El fin de semana pasado tuve la oportunidad de viajar al otoño, esa época del año en la que, supuestamente, empieza a hacer frío, llueve y las hojas de los árboles se caen, cubriendo el suelo de una alfombra rojizo-amarilla que cruje cuando la pisas. “Mamá, ¿me subes los calcetines hasta arriba?”, me pedía todo el rato mi hijo, alucinado de que hiciera frío de verdad.

Nuestro viaje al otoño “real” fue en realidad un viaje a Glasgow, una de mis ciudades europeas favoritas, no solo porque allí vive mi amiga Mónica, que me cuida mucho y me hace tortitas para desayunar siempre que voy a visitarla, sino porque me parece una ciudad bastante auténtica, sin apenas turistas y poca cosa para ver, según las aburridas guías de viaje.

Edimburgo es mucho más bonita”, me dijo un ejecutivo catalán que viajaba con nosotros en el avión a Glasgow.

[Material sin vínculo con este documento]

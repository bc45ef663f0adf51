// =============================================================================
// Price Sources — "new value or no value" on every poll
// =============================================================================
//
// The ingestion loop only needs one operation from a source: `poll()`, which
// yields either a fresh price or a `SourceError`. Failures are never fatal;
// the loop logs them and tries again on the next tick.
//
// Implementations:
//   - BinanceTickerSource   GET /api/v3/ticker/price?symbol=...
//   - JsonPointerSource     any JSON endpoint + RFC 6901 pointer
//   - BinanceTradeStreamSource (see trade_stream.rs)
// =============================================================================

use std::sync::Arc;
use std::time::Duration;

use anyhow::Context;
use async_trait::async_trait;
use tracing::{debug, info, instrument};

use crate::market_data::trade_stream::BinanceTradeStreamSource;
use crate::runtime_config::SourceConfig;

// =============================================================================
// Errors
// =============================================================================

/// Why a poll produced no value.
#[derive(Debug, Clone, PartialEq, thiserror::Error)]
pub enum SourceError {
    /// Transport failure, non-success HTTP status, timeout or no data yet.
    #[error("price source unavailable: {0}")]
    Unavailable(String),
    /// A response arrived but no valid price could be read from it.
    #[error("unparseable price data: {0}")]
    Unparseable(String),
}

impl SourceError {
    /// Stable machine-readable code for the error log.
    pub fn code(&self) -> &'static str {
        match self {
            Self::Unavailable(_) => "SOURCE_UNAVAILABLE",
            Self::Unparseable(_) => "SOURCE_UNPARSEABLE",
        }
    }
}

// =============================================================================
// Trait
// =============================================================================

/// A collaborator that yields at most one price per poll.
#[async_trait]
pub trait PriceSource: Send + Sync {
    /// Short human-readable description used in logs and `/status`.
    fn describe(&self) -> String;

    /// Fetch one sample. Must not block much longer than the request timeout.
    async fn poll(&self) -> Result<f64, SourceError>;
}

/// Build the configured source.
///
/// Stream-backed sources start their background reader here, so this must be
/// called from inside the tokio runtime.
pub fn from_config(config: &SourceConfig, timeout: Duration) -> anyhow::Result<Arc<dyn PriceSource>> {
    let source: Arc<dyn PriceSource> = match config {
        SourceConfig::BinanceTicker { base_url, symbol } => {
            Arc::new(BinanceTickerSource::new(base_url, symbol, timeout)?)
        }
        SourceConfig::JsonPointer { url, pointer } => {
            Arc::new(JsonPointerSource::new(url, pointer, timeout)?)
        }
        SourceConfig::BinanceTradeStream {
            ws_url,
            symbol,
            max_staleness_ms,
        } => {
            let source = BinanceTradeStreamSource::new(
                ws_url,
                symbol,
                Duration::from_millis(*max_staleness_ms),
            );
            source.start();
            Arc::new(source)
        }
    };

    info!(source = %source.describe(), "price source ready");
    Ok(source)
}

// =============================================================================
// Parsing helpers
// =============================================================================

/// Read a price from a JSON value.
///
/// Exchanges commonly send prices as decimal strings ("67012.34000000");
/// display-oriented endpoints may include thousands separators ("67,012.34").
/// Both are accepted, as are plain JSON numbers. The result must be a finite,
/// strictly positive number.
pub fn parse_price_value(val: &serde_json::Value, name: &str) -> Result<f64, SourceError> {
    let price = match val {
        serde_json::Value::String(s) => parse_price_text(s)
            .ok_or_else(|| SourceError::Unparseable(format!("field {name} is not a price: {s:?}")))?,
        serde_json::Value::Number(n) => n
            .as_f64()
            .ok_or_else(|| SourceError::Unparseable(format!("field {name} is not a valid f64")))?,
        serde_json::Value::Null => {
            return Err(SourceError::Unparseable(format!("missing field {name}")));
        }
        _ => {
            return Err(SourceError::Unparseable(format!(
                "field {name} has unexpected JSON type"
            )));
        }
    };

    if !price.is_finite() || price <= 0.0 {
        return Err(SourceError::Unparseable(format!(
            "field {name} is out of range: {price}"
        )));
    }
    Ok(price)
}

fn parse_price_text(text: &str) -> Option<f64> {
    let cleaned: String = text.trim().chars().filter(|c| *c != ',').collect();
    cleaned.parse::<f64>().ok()
}

fn build_http_client(timeout: Duration) -> anyhow::Result<reqwest::Client> {
    reqwest::Client::builder()
        .timeout(timeout)
        .build()
        .context("failed to build reqwest client")
}

/// GET `url` and decode the body as JSON, mapping every failure onto a
/// [`SourceError`].
async fn fetch_json(client: &reqwest::Client, url: &str) -> Result<serde_json::Value, SourceError> {
    let resp = client
        .get(url)
        .send()
        .await
        .map_err(|e| SourceError::Unavailable(format!("GET {url} failed: {e}")))?;

    let status = resp.status();
    if !status.is_success() {
        return Err(SourceError::Unavailable(format!("GET {url} returned {status}")));
    }

    resp.json()
        .await
        .map_err(|e| SourceError::Unparseable(format!("invalid JSON from {url}: {e}")))
}

// =============================================================================
// Binance REST ticker
// =============================================================================

/// Polls the public Binance spot ticker endpoint.
pub struct BinanceTickerSource {
    url: String,
    symbol: String,
    client: reqwest::Client,
}

impl BinanceTickerSource {
    pub fn new(base_url: &str, symbol: &str, timeout: Duration) -> anyhow::Result<Self> {
        let symbol = symbol.to_uppercase();
        let url = format!(
            "{}/api/v3/ticker/price?symbol={symbol}",
            base_url.trim_end_matches('/')
        );
        Ok(Self {
            url,
            symbol,
            client: build_http_client(timeout)?,
        })
    }
}

/// Parse a ticker body.
///
/// Expected shape:
/// ```json
/// { "symbol": "BTCUSDT", "price": "67012.34000000" }
/// ```
fn parse_ticker(body: &serde_json::Value, symbol: &str) -> Result<f64, SourceError> {
    if let Some(got) = body["symbol"].as_str() {
        if !got.eq_ignore_ascii_case(symbol) {
            return Err(SourceError::Unparseable(format!(
                "ticker is for {got}, expected {symbol}"
            )));
        }
    }
    parse_price_value(&body["price"], "price")
}

#[async_trait]
impl PriceSource for BinanceTickerSource {
    fn describe(&self) -> String {
        format!("binance ticker {}", self.symbol)
    }

    #[instrument(skip(self), name = "binance::ticker_price")]
    async fn poll(&self) -> Result<f64, SourceError> {
        let body = fetch_json(&self.client, &self.url).await?;
        let price = parse_ticker(&body, &self.symbol)?;
        debug!(price, "ticker price received");
        Ok(price)
    }
}

// =============================================================================
// Generic JSON endpoint
// =============================================================================

/// Polls any JSON endpoint and extracts the price with a JSON pointer.
pub struct JsonPointerSource {
    url: String,
    pointer: String,
    client: reqwest::Client,
}

impl JsonPointerSource {
    pub fn new(url: &str, pointer: &str, timeout: Duration) -> anyhow::Result<Self> {
        if !pointer.is_empty() && !pointer.starts_with('/') {
            anyhow::bail!("JSON pointer must start with '/': {pointer}");
        }
        Ok(Self {
            url: url.to_string(),
            pointer: pointer.to_string(),
            client: build_http_client(timeout)?,
        })
    }
}

fn extract_pointer(body: &serde_json::Value, pointer: &str) -> Result<f64, SourceError> {
    let val = body
        .pointer(pointer)
        .ok_or_else(|| SourceError::Unparseable(format!("nothing at JSON pointer {pointer}")))?;
    parse_price_value(val, pointer)
}

#[async_trait]
impl PriceSource for JsonPointerSource {
    fn describe(&self) -> String {
        format!("{} at {}", self.url, self.pointer)
    }

    async fn poll(&self) -> Result<f64, SourceError> {
        let body = fetch_json(&self.client, &self.url).await?;
        extract_pointer(&body, &self.pointer)
    }
}

// ---------------------------------------------------------------------------
// Tests
// ---------------------------------------------------------------------------

#[cfg(test)]
mod tests {
    use super::*;
    use serde_json::json;

    #[test]
    fn parse_price_accepts_strings_and_numbers() {
        assert_eq!(parse_price_value(&json!("67012.34000000"), "p"), Ok(67_012.34));
        assert_eq!(parse_price_value(&json!(" 67,012.34 "), "p"), Ok(67_012.34));
        assert_eq!(parse_price_value(&json!(101.5), "p"), Ok(101.5));
    }

    #[test]
    fn parse_price_rejects_garbage() {
        assert!(matches!(
            parse_price_value(&json!("n/a"), "p"),
            Err(SourceError::Unparseable(_))
        ));
        assert!(matches!(
            parse_price_value(&json!(null), "p"),
            Err(SourceError::Unparseable(m)) if m.contains("missing")
        ));
        assert!(parse_price_value(&json!(true), "p").is_err());
        assert!(parse_price_value(&json!("-1"), "p").is_err());
        assert!(parse_price_value(&json!(0), "p").is_err());
        assert!(parse_price_value(&json!("NaN"), "p").is_err());
        assert!(parse_price_value(&json!("inf"), "p").is_err());
    }

    #[test]
    fn parse_ticker_ok() {
        let body = json!({ "symbol": "BTCUSDT", "price": "64123.45000000" });
        assert_eq!(parse_ticker(&body, "BTCUSDT"), Ok(64_123.45));
    }

    #[test]
    fn parse_ticker_wrong_symbol() {
        let body = json!({ "symbol": "ETHUSDT", "price": "3100.00" });
        assert!(matches!(
            parse_ticker(&body, "BTCUSDT"),
            Err(SourceError::Unparseable(m)) if m.contains("ETHUSDT")
        ));
    }

    #[test]
    fn parse_ticker_error_payload() {
        // Binance error bodies carry `code`/`msg` instead of a price.
        let body = json!({ "code": -1121, "msg": "Invalid symbol." });
        assert!(parse_ticker(&body, "BTCUSDT").is_err());
    }

    #[test]
    fn extract_pointer_nested() {
        let body = json!({ "data": { "base": "BTC", "currency": "USD", "amount": "64,001.99" } });
        assert_eq!(extract_pointer(&body, "/data/amount"), Ok(64_001.99));
        assert!(extract_pointer(&body, "/data/missing").is_err());
    }

    #[test]
    fn ticker_url_is_normalised() {
        let src = BinanceTickerSource::new("https://api.binance.com/", "btcusdt", Duration::from_secs(1))
            .unwrap();
        assert_eq!(
            src.url,
            "https://api.binance.com/api/v3/ticker/price?symbol=BTCUSDT"
        );
        assert_eq!(src.describe(), "binance ticker BTCUSDT");
    }

    #[test]
    fn json_pointer_must_be_absolute() {
        assert!(JsonPointerSource::new("http://x", "data/amount", Duration::from_secs(1)).is_err());
        assert!(JsonPointerSource::new("http://x", "/data/amount", Duration::from_secs(1)).is_ok());
    }

    #[tokio::test]
    async fn unreachable_endpoint_is_unavailable() {
        // Reserve a free port, then release it so nothing is listening there.
        let port = {
            let listener = std::net::TcpListener::bind("127.0.0.1:0").unwrap();
            listener.local_addr().unwrap().port()
        };
        let url = format!("http://127.0.0.1:{port}/price");
        let src = JsonPointerSource::new(&url, "/price", Duration::from_millis(500)).unwrap();
        assert!(matches!(src.poll().await, Err(SourceError::Unavailable(_))));
    }

    #[test]
    fn source_error_display() {
        let err = SourceError::Unavailable("timeout".into());
        assert_eq!(err.to_string(), "price source unavailable: timeout");
    }
}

Él y su hija adolescente regresaban a casa después de pasar unos días con la iaia en Barcelona. Vivían a las afueras de Glasgow, en un pequeño pueblo rural rodeado de naturaleza. “A mí, que crecí en pleno barrio de Gràcia, me parece fantástico levantarme un sábado por la mañana, agarrar la bici y plantarme en cinco minutos en la montaña”, me explicó el señor. ¿Y si llueve? “Te acabas acostumbrando al mal tiempo, no lo notas”, añadió.

Mientras hablábamos, su hija fruncía el ceño. Ella preferiría vivir en Glasgow, y no en un pueblo aburrido “donde no vive nadie”, me dijo en un catalán fluido antes de dar el primer mordisco al bocadillo de tortilla de dos pisos que la iaia le había preparado para el viaje. “¡La iaia cocina súper bien!”, suspiró. Le encanta ir a Barcelona de vez en cuando, pero le agobia el calor, igual que a Luke, el hijo de mi amiga Mónica, que ha crecido en Glasgow y va vestido con camiseta y pantalón corto todos los días del año.

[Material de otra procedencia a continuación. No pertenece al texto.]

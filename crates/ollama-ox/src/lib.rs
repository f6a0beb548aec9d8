#![cfg_attr(not(test), deny(unsafe_code))]
#![warn(
    clippy::pedantic,
    clippy::unwrap_used,
    clippy::missing_docs_in_private_items
)]

//! Ollama API client for Rust
//!
//! Wraps base URL, bearer authentication and timeouts behind a small client and
//! answers whether the server is currently reachable, either as a single
//! awaited call or as a one-shot stream.
//!
//! ```rust,no_run
//! use futures_util::StreamExt;
//! use ollama_ox::Ollama;
//!
//! # async fn run() -> Result<(), ollama_ox::OllamaRequestError> {
//! let ollama = Ollama::new("http://localhost:11434")?;
//!
//! let fast = ollama.reachable().await;
//! let patient = ollama.reachable_stream().next().await.unwrap_or(false);
//! # let _ = (fast, patient);
//! # Ok(())
//! # }
//! ```

pub mod config;
pub mod error;
mod internal;
mod reachable;
pub mod request;
pub mod request_builder;
pub mod response;

// Re-export main types
pub use config::OllamaConfig;
pub use error::OllamaRequestError;
pub use request::ShowModelRequest;
pub use response::{ModelDetails, ModelInfoResponse};

use core::fmt;
use std::sync::Arc;

use crate::internal::OllamaRequestHelper;

/// Ollama API client.
///
/// Cheap to clone; clones share one connection pool and one configuration.
#[derive(Clone)]
pub struct Ollama {
    pub(crate) config: Arc<OllamaConfig>,
    pub(crate) client: reqwest::Client,
}

impl Ollama {
    /// Create a client for `base_url` with default timeouts and no token.
    ///
    /// # Errors
    ///
    /// Returns [`OllamaRequestError::Http`] if the HTTP transport cannot be
    /// initialized.
    pub fn new(base_url: impl Into<String>) -> Result<Self, OllamaRequestError> {
        Self::from_config(OllamaConfig::new(base_url))
    }

    /// Create a client from a full configuration. No network I/O happens here.
    ///
    /// # Errors
    ///
    /// Returns [`OllamaRequestError::Http`] if the HTTP transport cannot be
    /// initialized.
    pub fn from_config(config: OllamaConfig) -> Result<Self, OllamaRequestError> {
        let client = config.build_http_client()?;
        log::debug!("ollama client for {}", config.loggable_base_url());

        Ok(Self {
            config: Arc::new(config),
            client,
        })
    }

    /// Create a client from `OLLAMA_HOST` and `OLLAMA_API_KEY`.
    ///
    /// # Errors
    ///
    /// See [`OllamaConfig::from_env`] and [`Self::from_config`].
    pub fn load_from_env() -> Result<Self, OllamaRequestError> {
        Self::from_config(OllamaConfig::from_env()?)
    }

    pub fn config(&self) -> &OllamaConfig {
        &self.config
    }

    pub fn base_url(&self) -> &str {
        self.config.base_url()
    }

    /// Create request helper for internal use
    fn request_helper(&self) -> OllamaRequestHelper {
        OllamaRequestHelper::new(self.client.clone(), Arc::clone(&self.config))
    }

    /// Show information about a model (`POST /api/show`).
    ///
    /// # Errors
    ///
    /// Transport failures, [`OllamaRequestError::Api`] for non-2xx statuses
    /// (e.g. unknown model), and [`OllamaRequestError::Decode`] when the body
    /// lacks `parameters` or `template`.
    pub async fn model_info(
        &self,
        request: &ShowModelRequest,
    ) -> Result<ModelInfoResponse, OllamaRequestError> {
        self.request_helper().show_model(request).await
    }
}

impl fmt::Debug for Ollama {
    fn fmt(&self, f: &mut fmt::Formatter<'_>) -> fmt::Result {
        f.debug_struct("Ollama")
            .field("config", &self.config)
            .field("client", &self.client)
            .finish()
    }
}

“Cuando me quejo del tiempo me dice que soy una exagerada, que hoy no hace frío”, me dijo Mónica, abrigada hasta las cejas, mientras dábamos un paseo por su barrio. Mónica vive en el West End, un distrito residencial conocido por sus edificios de apartamentos de ladrillo rojo de estilo victoriano (tenements) construidos durante la Revolución Industrial, y sus hermosas gardenias flanqueando jardines y puertas de entrada. Mi lugar favorito es el Hyndland Bowling Club, un club de petanca sobre hierba, con su caseta de madera pintada a rayas blancas y azules, y un cuidado seto impidiendo que intrusos o bandidos como mi hijo pisoteen el césped impoluto o hagan circular por encima sus coches de juguete.

“La ley no te permite tocar nada”, me explicó Mónica, cuyo apartamento está en un antiguo tenement victoriano. La escalera principal y la chimenea conservan los azulejos originales, decorados con navíos, flores y cenefas descoloridas, que llaman la atención de mi hijo cada vez que salimos a la calle. “¿Los podemos pintar?”. “No”. “¿Y por qué?”.

“Los tenements se construyeron para dar vivienda a la mano de obra que llegó durante la Revolución Industrial”, me aclaró Mónica, mostrándome un espacio ahuecado en su cocina donde originalmente se ubicaban unas literas. A mediados del siglo XIX, Glasgow se convirtió en uno de los principales puertos comerciales de trasatlánticos y a orillas del río Clyde se alzaban los más importantes astilleros del mundo. Hoy una inmensa grúa recuerda el pasado industrial de esta ciudad escocesa que a ratos me recuerda a Nueva York, pero mucho más –“demasiado”– tranquila y lluviosa. “No sé si me veo envejeciendo aquí”, me confesó, a pesar de llevar más de 20 años fuera de España. Su vida está aquí, junto a su marido y su hijo, pero a Mónica las raíces y la falta de sol le pesan cada vez más. ¿Será eso hacerse mayor?, nos preguntamos, observando cómo mi hijo de 3 años se divertía bajo la lluvia. A él tampoco parecía importarle el mal tiempo.